Matilda McCrear (c. 1857 – January 1940) was the last known living survivor in the United States of the transatlantic slave trade and the ship Clotilda. She was a Yoruba who was captured and brought to Mobile, Mobile County, Alabama, at the age of two with her mother and older sister.

The girls were sold away from their mother and never reunited. Together with other American slaves in Union-occupied territory in the South, Matilda was granted freedom by the Emancipation Proclamation of 1863. She and her family did not achieve freedom until after the de jure abolition of slavery in 1865. She continued to be a sharecropper as an adult, and had a family of fourteen children with a white German-born American common-law husband. She died in Selma, Alabama.
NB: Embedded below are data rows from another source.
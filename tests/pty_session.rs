//! PTY integration tests
//!
//! End-to-end runs with real child processes: spawn something on a PTY,
//! pump its output through the emulator, check the grid. These depend
//! on /bin/echo and /bin/sh existing, which holds on any Linux box this
//! crate targets.

use std::time::{Duration, Instant};

use dango_terminal::pty::{Pty, WindowSize, DEFAULT_TERM};
use dango_terminal::Terminal;

/// Read whatever the child produces within the deadline
fn read_pty_output(pty: &Pty, timeout_ms: u64) -> Vec<u8> {
    let mut output = Vec::new();
    let mut buf = [0u8; 4096];
    let deadline = Instant::now() + Duration::from_millis(timeout_ms);

    while Instant::now() < deadline {
        if pty.poll_read(50).unwrap_or(false) {
            match pty.read(&mut buf) {
                Ok(0) => {}
                Ok(n) => output.extend_from_slice(&buf[..n]),
                Err(_) => break,
            }
        }
    }
    output
}

#[test]
fn test_echo_output_lands_on_row_zero() {
    let mut pty = Pty::spawn(
        "/bin/echo",
        &["hello from the pty"],
        WindowSize::new(24, 80),
        DEFAULT_TERM,
    )
    .expect("spawn echo");

    let output = read_pty_output(&pty, 2000);
    assert!(!output.is_empty(), "echo produced no output");

    let mut term = Terminal::new(24, 80);
    term.process(&output);
    assert_eq!(term.state().row_text(0), "hello from the pty");

    let _ = pty.wait();
}

#[test]
fn test_shell_command_roundtrip() {
    let pty = Pty::spawn(
        "/bin/sh",
        &["-c", "printf 'one\\ntwo\\n'"],
        WindowSize::new(24, 80),
        DEFAULT_TERM,
    )
    .expect("spawn sh");

    let output = read_pty_output(&pty, 2000);
    let mut term = Terminal::new(24, 80);
    term.process(&output);

    assert_eq!(term.state().row_text(0), "one");
    assert_eq!(term.state().row_text(1), "two");
}

#[test]
fn test_interactive_shell_write_then_read() {
    let pty = Pty::spawn("/bin/sh", &[], WindowSize::new(24, 80), DEFAULT_TERM)
        .expect("spawn sh");

    // Let the shell start and emit any prompt before we type
    let _ = read_pty_output(&pty, 300);

    pty.write_all(b"echo marker_$((40+2))\n").expect("write command");
    let output = read_pty_output(&pty, 2000);
    let text = String::from_utf8_lossy(&output);
    assert!(
        text.contains("marker_42"),
        "expected command output, got: {:?}",
        text
    );

    pty.write_all(b"exit\n").expect("write exit");
}

#[test]
fn test_escape_sequences_from_child_drive_the_grid() {
    let pty = Pty::spawn(
        "/bin/sh",
        &["-c", r"printf '\033[2J\033[3;5Hplaced'"],
        WindowSize::new(24, 80),
        DEFAULT_TERM,
    )
    .expect("spawn sh");

    let output = read_pty_output(&pty, 2000);
    let mut term = Terminal::new(24, 80);
    term.process(&output);

    assert_eq!(term.state().grid().cell(2, 4).ch, Some('p'));
    assert_eq!(term.state().row_text(2), "    placed");
}

#[test]
fn test_resize_reaches_the_child() {
    let pty = Pty::spawn("/bin/sh", &[], WindowSize::new(24, 80), DEFAULT_TERM)
        .expect("spawn sh");

    pty.resize(WindowSize::new(40, 132)).expect("resize");
    let size = pty.window_size().expect("query size");
    assert_eq!((size.rows, size.cols), (40, 132));
}

#[test]
fn test_child_exit_observed() {
    let mut pty = Pty::spawn("/bin/sh", &["-c", "exit 7"], WindowSize::new(24, 80), DEFAULT_TERM)
        .expect("spawn sh");

    assert_eq!(pty.wait().expect("wait"), 7);
    assert!(!pty.is_alive());
}
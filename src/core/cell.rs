//! Grid cells, colors and the style brush
//!
//! A cell is one grid position: a Unicode scalar (or nothing) plus the
//! style it was written with. Colors stay symbolic in the grid; only the
//! palette lookups at the bottom of this file turn an index into concrete
//! channel values, and only a render boundary decides what `Default`
//! means.

use serde::{Deserialize, Serialize};

/// A single cell in the terminal grid
#[derive(Debug, Clone, Copy, PartialEq, Eq, Serialize, Deserialize)]
pub struct Cell {
    /// The scalar in this cell, `None` when the cell is empty
    pub ch: Option<char>,
    /// Style the scalar was written with
    pub style: Style,
}

impl Default for Cell {
    fn default() -> Self {
        Self {
            ch: None,
            style: Style::default(),
        }
    }
}

impl Cell {
    /// Replace the cell's full contents
    pub fn write(&mut self, ch: char, style: Style) {
        self.ch = Some(ch);
        self.style = style;
    }

    /// Return the cell to the empty default state
    pub fn erase(&mut self) {
        *self = Self::default();
    }

    /// Remove the scalar but keep the style, as backspace does
    pub fn clear_scalar(&mut self) {
        self.ch = None;
    }

    pub fn is_empty(&self) -> bool {
        self.ch.is_none()
    }

    /// The scalar to show for this cell; empty cells display as a space
    pub fn display_char(&self) -> char {
        self.ch.unwrap_or(' ')
    }
}

/// The style brush: what SGR state gets stamped into cells on write
#[derive(Debug, Clone, Copy, Default, PartialEq, Eq, Serialize, Deserialize)]
pub struct Style {
    pub fg: Color,
    pub bg: Color,
    pub bold: bool,
}

impl Style {
    pub fn reset(&mut self) {
        *self = Self::default();
    }
}

/// A symbolic color as stored in cells
#[derive(Debug, Clone, Copy, Default, PartialEq, Eq, Serialize, Deserialize)]
pub enum Color {
    /// The host's default foreground or background, whichever slot this
    /// color occupies
    #[default]
    Default,
    /// An entry of the 256-color palette
    Indexed(u8),
}

impl Color {
    /// Standard ANSI colors (0-7)
    pub const BLACK: Color = Color::Indexed(0);
    pub const RED: Color = Color::Indexed(1);
    pub const GREEN: Color = Color::Indexed(2);
    pub const YELLOW: Color = Color::Indexed(3);
    pub const BLUE: Color = Color::Indexed(4);
    pub const MAGENTA: Color = Color::Indexed(5);
    pub const CYAN: Color = Color::Indexed(6);
    pub const WHITE: Color = Color::Indexed(7);

    /// Bright ANSI colors (8-15)
    pub const BRIGHT_BLACK: Color = Color::Indexed(8);
    pub const BRIGHT_RED: Color = Color::Indexed(9);
    pub const BRIGHT_GREEN: Color = Color::Indexed(10);
    pub const BRIGHT_YELLOW: Color = Color::Indexed(11);
    pub const BRIGHT_BLUE: Color = Color::Indexed(12);
    pub const BRIGHT_MAGENTA: Color = Color::Indexed(13);
    pub const BRIGHT_CYAN: Color = Color::Indexed(14);
    pub const BRIGHT_WHITE: Color = Color::Indexed(15);

    /// Resolve to concrete channels, substituting `default` for the
    /// `Default` variant
    pub fn resolve(self, default: Rgb) -> Rgb {
        match self {
            Color::Default => default,
            Color::Indexed(n) => indexed_rgb(n),
        }
    }
}

/// Concrete color channels, produced only at a render boundary
#[derive(Debug, Clone, Copy, PartialEq, Eq, Serialize, Deserialize)]
pub struct Rgb {
    pub r: u8,
    pub g: u8,
    pub b: u8,
}

impl Rgb {
    pub const fn new(r: u8, g: u8, b: u8) -> Self {
        Self { r, g, b }
    }
}

/// The 16 base ANSI entries, xterm's classic values
const ANSI_16: [Rgb; 16] = [
    Rgb::new(0, 0, 0),       // black
    Rgb::new(205, 0, 0),     // red
    Rgb::new(0, 205, 0),     // green
    Rgb::new(205, 205, 0),   // yellow
    Rgb::new(0, 0, 238),     // blue
    Rgb::new(205, 0, 205),   // magenta
    Rgb::new(0, 205, 205),   // cyan
    Rgb::new(229, 229, 229), // white
    Rgb::new(127, 127, 127), // bright black
    Rgb::new(255, 0, 0),     // bright red
    Rgb::new(0, 255, 0),     // bright green
    Rgb::new(255, 255, 0),   // bright yellow
    Rgb::new(92, 92, 255),   // bright blue
    Rgb::new(255, 0, 255),   // bright magenta
    Rgb::new(0, 255, 255),   // bright cyan
    Rgb::new(255, 255, 255), // bright white
];

/// Channel steps for the 6x6x6 color cube
const CUBE_RAMP: [u8; 6] = [0x00, 0x33, 0x66, 0x99, 0xCC, 0xFF];

/// Look up a 256-color palette index.
///
/// 0-15 are the fixed ANSI entries, 16-231 the color cube, 232-255 a
/// 24-step grayscale ramp between black and white.
pub fn indexed_rgb(index: u8) -> Rgb {
    match index {
        0..=15 => ANSI_16[index as usize],
        16..=231 => {
            let idx = index - 16;
            let r = idx / 36;
            let g = (idx / 6) % 6;
            let b = idx % 6;
            Rgb::new(
                CUBE_RAMP[r as usize],
                CUBE_RAMP[g as usize],
                CUBE_RAMP[b as usize],
            )
        }
        232..=255 => {
            let gray = 8 + (index - 232) * 10;
            Rgb::new(gray, gray, gray)
        }
    }
}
McCrear's life became publicly known through research by Hannah Durkin of Newcastle University, published in 2020.

Life
McCrear was captured as a young child in West Africa with her mother and sister by the army of the West African kingdom of Dahomey, which had attacked their home.  The Dahomeyans transported their prisoners to Ouidah, a coastal port for slave trading. Captain William Foster of the Clotilda,  the last known slave ship to have carried captives from Africa to the United States, later arrived in Ouidah and transported 110 enslaved Africans including McCrear to the United States illegally (the U.S. prohibited the Atlantic slave trade in 1808 with the Act Prohibiting Importation of Slaves).

Writing in his journal in 1860, Foster described how he came into possession of the enslaved Africans on his ship:  She was a member of the Yoruba people. She received traditional facial scars, which were visible for the rest of her life. When she was two years old, she and her mother Gracie and sister Sallie (as they were named in the US), were captured and bought by a planter, Memorable Creagh. They were among more than 100 Africans transported in 1860 on the Clotilda. She had two other sisters whose names are not known, and a stepfather Guy. The girls were later sold apart from their mother and never reunited.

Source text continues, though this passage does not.